### Task
An exact reproduction of all the entries is what the answer must contain.

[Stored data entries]

:::::

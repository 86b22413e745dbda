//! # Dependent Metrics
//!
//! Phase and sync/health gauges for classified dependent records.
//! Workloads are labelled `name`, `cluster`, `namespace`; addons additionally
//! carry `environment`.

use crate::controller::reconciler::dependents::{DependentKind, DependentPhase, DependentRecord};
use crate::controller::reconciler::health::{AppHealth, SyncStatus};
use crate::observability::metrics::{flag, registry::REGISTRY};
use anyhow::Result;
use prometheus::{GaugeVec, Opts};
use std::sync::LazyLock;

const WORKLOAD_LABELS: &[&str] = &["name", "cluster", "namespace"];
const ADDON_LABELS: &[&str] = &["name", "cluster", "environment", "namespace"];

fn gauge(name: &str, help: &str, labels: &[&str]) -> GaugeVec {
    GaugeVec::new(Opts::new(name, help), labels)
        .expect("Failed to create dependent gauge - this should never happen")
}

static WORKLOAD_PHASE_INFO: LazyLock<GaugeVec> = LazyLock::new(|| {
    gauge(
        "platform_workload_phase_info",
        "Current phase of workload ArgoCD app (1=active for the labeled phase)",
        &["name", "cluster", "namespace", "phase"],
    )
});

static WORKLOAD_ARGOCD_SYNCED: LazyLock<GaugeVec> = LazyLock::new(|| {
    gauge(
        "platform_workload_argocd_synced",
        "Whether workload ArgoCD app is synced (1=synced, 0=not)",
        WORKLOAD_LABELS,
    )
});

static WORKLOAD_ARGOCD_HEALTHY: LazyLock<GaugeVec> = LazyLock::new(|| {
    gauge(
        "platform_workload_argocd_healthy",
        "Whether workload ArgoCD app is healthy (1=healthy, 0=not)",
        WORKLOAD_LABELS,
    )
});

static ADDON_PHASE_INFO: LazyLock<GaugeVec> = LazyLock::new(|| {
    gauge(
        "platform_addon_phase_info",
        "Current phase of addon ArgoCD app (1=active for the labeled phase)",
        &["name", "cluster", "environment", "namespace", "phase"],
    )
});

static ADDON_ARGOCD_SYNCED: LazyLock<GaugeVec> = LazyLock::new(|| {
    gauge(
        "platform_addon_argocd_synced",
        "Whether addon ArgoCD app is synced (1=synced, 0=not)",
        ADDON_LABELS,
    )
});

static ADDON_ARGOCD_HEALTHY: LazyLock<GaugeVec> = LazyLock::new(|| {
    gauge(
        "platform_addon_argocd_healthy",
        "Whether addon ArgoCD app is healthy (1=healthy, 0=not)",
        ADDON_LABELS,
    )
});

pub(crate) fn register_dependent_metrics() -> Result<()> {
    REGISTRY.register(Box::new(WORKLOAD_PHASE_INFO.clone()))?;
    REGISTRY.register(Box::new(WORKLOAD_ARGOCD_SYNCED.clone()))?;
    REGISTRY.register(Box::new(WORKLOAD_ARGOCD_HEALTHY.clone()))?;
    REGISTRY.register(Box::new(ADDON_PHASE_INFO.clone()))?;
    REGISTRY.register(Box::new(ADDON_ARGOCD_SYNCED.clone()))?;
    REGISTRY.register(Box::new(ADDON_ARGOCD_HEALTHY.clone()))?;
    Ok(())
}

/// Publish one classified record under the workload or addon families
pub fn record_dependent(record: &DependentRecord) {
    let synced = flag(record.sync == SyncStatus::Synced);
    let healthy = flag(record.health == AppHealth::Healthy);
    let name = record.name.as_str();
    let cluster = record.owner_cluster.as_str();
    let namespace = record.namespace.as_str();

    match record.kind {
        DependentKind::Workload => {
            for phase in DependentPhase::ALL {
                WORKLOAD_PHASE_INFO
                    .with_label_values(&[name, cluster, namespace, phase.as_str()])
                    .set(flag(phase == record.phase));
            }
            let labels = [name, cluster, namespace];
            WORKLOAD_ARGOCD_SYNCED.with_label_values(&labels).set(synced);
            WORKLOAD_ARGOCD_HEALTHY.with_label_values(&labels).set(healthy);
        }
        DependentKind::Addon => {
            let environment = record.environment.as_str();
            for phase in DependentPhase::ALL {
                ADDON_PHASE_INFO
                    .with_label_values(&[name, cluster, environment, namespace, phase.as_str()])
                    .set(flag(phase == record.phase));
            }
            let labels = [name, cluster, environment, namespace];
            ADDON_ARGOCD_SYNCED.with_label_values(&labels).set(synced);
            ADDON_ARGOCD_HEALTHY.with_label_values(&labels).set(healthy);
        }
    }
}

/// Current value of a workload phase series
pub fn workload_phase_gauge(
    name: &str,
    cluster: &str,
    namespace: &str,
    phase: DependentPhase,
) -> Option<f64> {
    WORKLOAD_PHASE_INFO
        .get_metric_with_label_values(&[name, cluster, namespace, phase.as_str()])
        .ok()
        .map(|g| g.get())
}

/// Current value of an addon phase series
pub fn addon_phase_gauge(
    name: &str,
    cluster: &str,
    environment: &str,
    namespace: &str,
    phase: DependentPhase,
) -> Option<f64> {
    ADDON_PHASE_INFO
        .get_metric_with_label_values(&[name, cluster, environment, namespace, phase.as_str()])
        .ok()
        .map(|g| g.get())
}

:::::

### Solution to this problem
repository 86b22413e745dbda
//! # Dependent Metrics
//!
//! Phase and sync/health gauges for classified dependent records.
//! Workloads are labelled `name`, `cluster`, `namespace`; addons additionally
//! carry `environment`.

use crate::controller::reconciler::dependents::{DependentKind, DependentPhase, DependentRecord};
use crate::controller::reconciler::health::{AppHealth, SyncStatus};
use crate::observability::metrics::{flag, registry::REGISTRY};
use anyhow::Result;
use prometheus::{GaugeVec, Opts};
use std::sync::LazyLock;

const WORKLOAD_LABELS: &[&str] = &["name", "cluster", "namespace"];
const ADDON_LABELS: &[&str] = &["name", "cluster", "environment", "namespace"];

fn gauge(name: &str, help: &str, labels: &[&str]) -> GaugeVec {
    GaugeVec::new(Opts::new(name, help), labels)
        .expect("Failed to create dependent gauge - this should never happen")
}

static WORKLOAD_PHASE_INFO: LazyLock<GaugeVec> = LazyLock::new(|| {
    gauge(
        "platform_workload_phase_info",
        "Current phase of workload ArgoCD app (1=active for the labeled phase)",
        &["name", "cluster", "namespace", "phase"],
    )
});

static WORKLOAD_ARGOCD_SYNCED: LazyLock<GaugeVec> = LazyLock::new(|| {
    gauge(
        "platform_workload_argocd_synced",
        "Whether workload ArgoCD app is synced (1=synced, 0=not)",
        WORKLOAD_LABELS,
    )
});

static WORKLOAD_ARGOCD_HEALTHY: LazyLock<GaugeVec> = LazyLock::new(|| {
    gauge(
        "platform_workload_argocd_healthy",
        "Whether workload ArgoCD app is healthy (1=healthy, 0=not)",
        WORKLOAD_LABELS,
    )
});

static ADDON_PHASE_INFO: LazyLock<GaugeVec> = LazyLock::new(|| {
    gauge(
        "platform_addon_phase_info",
        "Current phase of addon ArgoCD app (1=active for the labeled phase)",
        &["name", "cluster", "environment", "namespace", "phase"],
    )
});

static ADDON_ARGOCD_SYNCED: LazyLock<GaugeVec> = LazyLock::new(|| {
    gauge(
        "platform_addon_argocd_synced",
        "Whether addon ArgoCD app is synced (1=synced, 0=not)",
        ADDON_LABELS,
    )
});

static ADDON_ARGOCD_HEALTHY: LazyLock<GaugeVec> = LazyLock::new(|| {
    gauge(
        "platform_addon_argocd_healthy",
        "Whether addon ArgoCD app is healthy (1=healthy, 0=not)",
        ADDON_LABELS,
    )
});

pub(crate) fn register_dependent_metrics() -> Result<()> {
    REGISTRY.register(Box::new(WORKLOAD_PHASE_INFO.clone()))?;
    REGISTRY.register(Box::new(WORKLOAD_ARGOCD_SYNCED.clone()))?;
    REGISTRY.register(Box::new(WORKLOAD_ARGOCD_HEALTHY.clone()))?;
    REGISTRY.register(Box::new(ADDON_PHASE_INFO.clone()))?;
    REGISTRY.register(Box::new(ADDON_ARGOCD_SYNCED.clone()))?;
    REGISTRY.register(Box::new(ADDON_ARGOCD_HEALTHY.clone()))?;
    Ok(())
}

/// Publish one classified record under the workload or addon families
pub fn record_dependent(record: &DependentRecord) {
    let synced = flag(record.sync == SyncStatus::Synced);
    let healthy = flag(record.health == AppHealth::Healthy);
    let name = record.name.as_str();
    let cluster = record.owner_cluster.as_str();
    let namespace = record.namespace.as_str();

    match record.kind {
        DependentKind::Workload => {
            for phase in DependentPhase::ALL {
                WORKLOAD_PHASE_INFO
                    .with_label_values(&[name, cluster, namespace, phase.as_str()])
                    .set(flag(phase == record.phase));
            }
            let labels = [name, cluster, namespace];
            WORKLOAD_ARGOCD_SYNCED.with_label_values(&labels).set(synced);
            WORKLOAD_ARGOCD_HEALTHY.with_label_values(&labels).set(healthy);
        }
        DependentKind::Addon => {
            let environment = record.environment.as_str();
            for phase in DependentPhase::ALL {
                ADDON_PHASE_INFO
                    .with_label_values(&[name, cluster, environment, namespace, phase.as_str()])
                    .set(flag(phase == record.phase));
            }
            let labels = [name, cluster, environment, namespace];
            ADDON_ARGOCD_SYNCED.with_label_values(&labels).set(synced);
            ADDON_ARGOCD_HEALTHY.with_label_values(&labels).set(healthy);
        }
    }
}

/// Current value of a workload phase series
pub fn workload_phase_gauge(
    name: &str,
    cluster: &str,
    namespace: &str,
    phase: DependentPhase,
) -> Option<f64> {
    WORKLOAD_PHASE_INFO
        .get_metric_with_label_values(&[name, cluster, namespace, phase.as_str()])
        .ok()
        .map(|g| g.get())
}

/// Current value of an addon phase series
pub fn addon_phase_gauge(
    name: &str,
    cluster: &str,
    environment: &str,
    namespace: &str,
    phase: DependentPhase,
) -> Option<f64> {
    ADDON_PHASE_INFO
        .get_metric_with_label_values(&[name, cluster, environment, namespace, phase.as_str()])
        .ok()
        .map(|g| g.get())
}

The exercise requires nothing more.